### [ACTIVITY]
Retype the records that come next, word for word.

### [SOURCE MATERIAL]

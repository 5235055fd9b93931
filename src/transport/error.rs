//! Transport error types

use thiserror::Error;

/// Transport error with classification
#[derive(Debug, Clone, Error, PartialEq, Eq)]
#[error("{message}")]
pub struct TransportError {
    pub kind: TransportErrorKind,
    pub message: String,
    /// HTTP status for `Server` errors
    pub status: Option<u16>,
    /// Human-readable text the server put in its error body, if any
    pub server_message: Option<String>,
}

impl TransportError {
    #[must_use]
    pub fn new(kind: TransportErrorKind, message: impl Into<String>) -> Self {
        Self {
            kind,
            message: message.into(),
            status: None,
            server_message: None,
        }
    }

    #[must_use]
    pub fn network(message: impl Into<String>) -> Self {
        Self::new(TransportErrorKind::Network, message)
    }

    #[must_use]
    pub fn timeout(message: impl Into<String>) -> Self {
        Self::new(TransportErrorKind::Timeout, message)
    }

    #[must_use]
    pub fn server(status: u16, server_message: Option<String>) -> Self {
        let message = match &server_message {
            Some(text) => format!("Server error ({status}): {text}"),
            None => format!("Server error ({status})"),
        };
        Self {
            kind: TransportErrorKind::Server,
            message,
            status: Some(status),
            server_message,
        }
    }

    #[must_use]
    pub fn malformed(message: impl Into<String>) -> Self {
        Self::new(TransportErrorKind::MalformedResponse, message)
    }

    /// Text suitable for showing to the customer
    #[must_use]
    pub fn user_message(&self) -> String {
        if let Some(text) = &self.server_message {
            return text.clone();
        }
        let fallback = match self.kind {
            TransportErrorKind::Network => {
                "Unable to reach customer support. Please check your connection and try again."
            }
            TransportErrorKind::Timeout => {
                "Customer support took too long to respond. Please try again."
            }
            TransportErrorKind::Server | TransportErrorKind::MalformedResponse => {
                "Customer support is unavailable right now. Please try again later."
            }
        };
        fallback.to_string()
    }
}

/// Error classification for retry logic
#[derive(Debug, Clone, Copy, PartialEq, Eq)]
pub enum TransportErrorKind {
    /// Connection could not be established or was lost - retryable
    Network,
    /// Attempt exceeded the configured timeout - retryable
    Timeout,
    /// Remote returned a non-2xx status - not retryable
    Server,
    /// 2xx but the body lacked a message or thread id - not retryable
    MalformedResponse,
}

impl TransportErrorKind {
    #[must_use]
    pub fn is_retryable(self) -> bool {
        matches!(self, Self::Network | Self::Timeout)
    }

    #[must_use]
    pub fn as_str(self) -> &'static str {
        match self {
            Self::Network => "network",
            Self::Timeout => "timeout",
            Self::Server => "server",
            Self::MalformedResponse => "malformed_response",
        }
    }
}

### [RESPONSE]
repository 5235055fd9b93931
filename src/transport/error.rs
//! Transport error types

use thiserror::Error;

/// Transport error with classification
#[derive(Debug, Clone, Error, PartialEq, Eq)]
#[error("{message}")]
pub struct TransportError {
    pub kind: TransportErrorKind,
    pub message: String,
    /// HTTP status for `Server` errors
    pub status: Option<u16>,
    /// Human-readable text the server put in its error body, if any
    pub server_message: Option<String>,
}

impl TransportError {
    #[must_use]
    pub fn new(kind: TransportErrorKind, message: impl Into<String>) -> Self {
        Self {
            kind,
            message: message.into(),
            status: None,
            server_message: None,
        }
    }

    #[must_use]
    pub fn network(message: impl Into<String>) -> Self {
        Self::new(TransportErrorKind::Network, message)
    }

    #[must_use]
    pub fn timeout(message: impl Into<String>) -> Self {
        Self::new(TransportErrorKind::Timeout, message)
    }

    #[must_use]
    pub fn server(status: u16, server_message: Option<String>) -> Self {
        let message = match &server_message {
            Some(text) => format!("Server error ({status}): {text}"),
            None => format!("Server error ({status})"),
        };
        Self {
            kind: TransportErrorKind::Server,
            message,
            status: Some(status),
            server_message,
        }
    }

    #[must_use]
    pub fn malformed(message: impl Into<String>) -> Self {
        Self::new(TransportErrorKind::MalformedResponse, message)
    }

    /// Text suitable for showing to the customer
    #[must_use]
    pub fn user_message(&self) -> String {
        if let Some(text) = &self.server_message {
            return text.clone();
        }
        let fallback = match self.kind {
            TransportErrorKind::Network => {
                "Unable to reach customer support. Please check your connection and try again."
            }
            TransportErrorKind::Timeout => {
                "Customer support took too long to respond. Please try again."
            }
            TransportErrorKind::Server | TransportErrorKind::MalformedResponse => {
                "Customer support is unavailable right now. Please try again later."
            }
        };
        fallback.to_string()
    }
}

/// Error classification for retry logic
#[derive(Debug, Clone, Copy, PartialEq, Eq)]
pub enum TransportErrorKind {
    /// Connection could not be established or was lost - retryable
    Network,
    /// Attempt exceeded the configured timeout - retryable
    Timeout,
    /// Remote returned a non-2xx status - not retryable
    Server,
    /// 2xx but the body lacked a message or thread id - not retryable
    MalformedResponse,
}

impl TransportErrorKind {
    #[must_use]
    pub fn is_retryable(self) -> bool {
        matches!(self, Self::Network | Self::Timeout)
    }

    #[must_use]
    pub fn as_str(self) -> &'static str {
        match self {
            Self::Network => "network",
            Self::Timeout => "timeout",
            Self::Server => "server",
            Self::MalformedResponse => "malformed_response",
        }
    }
}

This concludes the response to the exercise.